//! Language model abstraction and implementations.
//!
//! - `OpenAiChatModel` calls an OpenAI-compatible `/chat/completions` API.
//! - `OfflineModel` answers deterministically from the prompt itself, for
//!   tests and offline runs.

use std::time::Duration;

use async_trait::async_trait;
use serde::{Deserialize, Serialize};
use serde_json::{json, Value};
use tracing::debug;

use crate::error::RagError;
use crate::prompt;

/// Author of a prompt message.
#[derive(Debug, Clone, Copy, PartialEq, Eq, Serialize, Deserialize)]
#[serde(rename_all = "lowercase")]
pub enum PromptRole {
    System,
    User,
    Assistant,
}

/// One message sent to a language model.
#[derive(Debug, Clone, PartialEq, Eq, Serialize, Deserialize)]
pub struct PromptMessage {
    pub role: PromptRole,
    pub content: String,
}

impl PromptMessage {
    pub fn new(role: PromptRole, content: impl Into<String>) -> Self {
        Self {
            role,
            content: content.into(),
        }
    }

    pub fn system(content: impl Into<String>) -> Self {
        Self::new(PromptRole::System, content)
    }

    pub fn user(content: impl Into<String>) -> Self {
        Self::new(PromptRole::User, content)
    }

    pub fn assistant(content: impl Into<String>) -> Self {
        Self::new(PromptRole::Assistant, content)
    }
}

#[async_trait]
pub trait LanguageModel: Send + Sync {
    fn name(&self) -> &str;

    /// Produce the next assistant message for `messages`.
    async fn complete(&self, messages: &[PromptMessage]) -> Result<String, RagError>;
}

// ---------------------------------------------------------------------------
// OpenAiChatModel
// ---------------------------------------------------------------------------

#[derive(Debug, Clone)]
pub struct OpenAiChatModel {
    client: reqwest::Client,
    base_url: String,
    api_key: Option<String>,
    model: String,
    temperature: f32,
    max_tokens: u32,
}

impl OpenAiChatModel {
    pub fn new(
        base_url: &str,
        model: &str,
        api_key: Option<String>,
        temperature: f32,
        max_tokens: u32,
        timeout: Duration,
    ) -> Result<Self, RagError> {
        let client = reqwest::Client::builder()
            .timeout(timeout)
            .build()
            .map_err(|e| RagError::Config(format!("HTTP client: {}", e)))?;
        Ok(Self {
            client,
            base_url: base_url.trim_end_matches('/').to_string(),
            api_key,
            model: model.to_string(),
            temperature,
            max_tokens,
        })
    }

    fn request_body(&self, messages: &[PromptMessage]) -> Value {
        json!({
            "model": self.model,
            "messages": messages,
            "temperature": self.temperature,
            "max_tokens": self.max_tokens,
        })
    }
}

fn parse_completion(value: &Value) -> Result<String, RagError> {
    value["choices"][0]["message"]["content"]
        .as_str()
        .map(str::to_string)
        .ok_or_else(|| RagError::Llm("response has no message content".to_string()))
}

#[async_trait]
impl LanguageModel for OpenAiChatModel {
    fn name(&self) -> &str {
        "openai"
    }

    async fn complete(&self, messages: &[PromptMessage]) -> Result<String, RagError> {
        let mut request = self
            .client
            .post(format!("{}/chat/completions", self.base_url))
            .json(&self.request_body(messages));
        if let Some(key) = &self.api_key {
            request = request.bearer_auth(key);
        }

        let response = request
            .send()
            .await
            .map_err(|e| RagError::Llm(format!("request failed: {}", e)))?;
        if !response.status().is_success() {
            let status = response.status();
            let text = response.text().await.unwrap_or_default();
            return Err(RagError::Llm(format!("HTTP {}: {}", status, text)));
        }

        let value: Value = response
            .json()
            .await
            .map_err(|e| RagError::Llm(format!("invalid response body: {}", e)))?;
        let content = parse_completion(&value)?;
        debug!(
            model = %self.model,
            prompt_messages = messages.len(),
            answer_len = content.len(),
            "Chat completion"
        );
        Ok(content)
    }
}

// ---------------------------------------------------------------------------
// OfflineModel
// ---------------------------------------------------------------------------

/// Answer used when the context block holds no facts.
pub const OFFLINE_NO_CONTEXT_ANSWER: &str =
    "I do not know the answer to that from the knowledge graph.";

/// Deterministic model that reads its answer out of the prompt.
///
/// Condense prompts return the follow-up question unchanged, answer prompts
/// return the context facts, and anything else is echoed back.
#[derive(Debug, Clone, Default)]
pub struct OfflineModel;

#[async_trait]
impl LanguageModel for OfflineModel {
    fn name(&self) -> &str {
        "offline"
    }

    async fn complete(&self, messages: &[PromptMessage]) -> Result<String, RagError> {
        let last_user = messages
            .iter()
            .rev()
            .find(|m| m.role == PromptRole::User)
            .ok_or_else(|| RagError::Llm("prompt has no user message".to_string()))?;

        if prompt::is_condense_request(messages) {
            return Ok(prompt::follow_up_question(&last_user.content)
                .unwrap_or_default()
                .to_string());
        }

        let context = messages
            .iter()
            .filter(|m| m.role == PromptRole::System)
            .find_map(|m| prompt::context_lines(&m.content));
        Ok(match context {
            Some(lines) if lines.is_empty() => OFFLINE_NO_CONTEXT_ANSWER.to_string(),
            Some(lines) => format!("Here is what I know: {}.", lines.join(". ")),
            None => format!("I heard: {}", last_user.content.trim()),
        })
    }
}

#[cfg(test)]
mod tests {
    use super::*;
    use crate::graph::GraphFact;

    #[test]
    fn test_prompt_message_serializes_lowercase_role() {
        let json = serde_json::to_value(PromptMessage::system("be brief")).unwrap();
        assert_eq!(json["role"], "system");
        assert_eq!(json["content"], "be brief");
    }

    #[test]
    fn test_openai_request_body() {
        let model = OpenAiChatModel::new(
            "https://api.openai.com/v1/",
            "gpt-4o-mini",
            Some("sk-test".to_string()),
            0.2,
            256,
            Duration::from_secs(5),
        )
        .unwrap();
        let body = model.request_body(&[PromptMessage::user("hi")]);
        assert_eq!(body["model"], "gpt-4o-mini");
        assert_eq!(body["max_tokens"], 256);
        assert_eq!(body["messages"][0]["role"], "user");
        assert_eq!(model.base_url, "https://api.openai.com/v1");
    }

    #[test]
    fn test_parse_completion() {
        let value = json!({
            "choices": [{ "message": { "role": "assistant", "content": "In 1674." } }]
        });
        assert_eq!(parse_completion(&value).unwrap(), "In 1674.");
        assert!(parse_completion(&json!({ "choices": [] })).is_err());
    }

    #[tokio::test]
    async fn test_offline_model_answers_from_context() {
        let facts = vec![GraphFact::new("Shivaji", "CROWNED_AT", "Raigad Fort")];
        let msgs = prompt::answer_messages("sys", &facts, &[], 0, "Where was he crowned?");
        let answer = OfflineModel.complete(&msgs).await.unwrap();
        assert_eq!(answer, "Here is what I know: Shivaji crowned at Raigad Fort.");
    }

    #[tokio::test]
    async fn test_offline_model_without_context() {
        let msgs = prompt::answer_messages("sys", &[], &[], 0, "Who?");
        let answer = OfflineModel.complete(&msgs).await.unwrap();
        assert_eq!(answer, OFFLINE_NO_CONTEXT_ANSWER);
    }

    #[tokio::test]
    async fn test_offline_model_condense_returns_follow_up() {
        let history = vec![histochat_core::types::ChatMessage::user("Who was Shivaji?")];
        let msgs = prompt::condense_messages(&history, 6, "Where was he born?");
        let answer = OfflineModel.complete(&msgs).await.unwrap();
        assert_eq!(answer, "Where was he born?");
    }

    #[tokio::test]
    async fn test_offline_model_echoes_question_with_condense_wording() {
        let msgs = prompt::direct_messages("sys", "What is a Standalone question:");
        let answer = OfflineModel.complete(&msgs).await.unwrap();
        assert_eq!(answer, "I heard: What is a Standalone question:");
    }

    #[tokio::test]
    async fn test_offline_model_direct_echo() {
        let msgs = prompt::direct_messages("sys", " hello ");
        assert_eq!(OfflineModel.complete(&msgs).await.unwrap(), "I heard: hello");
        assert!(OfflineModel.complete(&[]).await.is_err());
    }
}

----------------

*What this task involves:*
Only the lines holding the string "PartialEq" are needed; copy each of them from the material above.

*Finished exercise:*
#[derive(Debug, Clone, Copy, PartialEq, Eq, Serialize, Deserialize)]
#[derive(Debug, Clone, PartialEq, Eq, Serialize, Deserialize)]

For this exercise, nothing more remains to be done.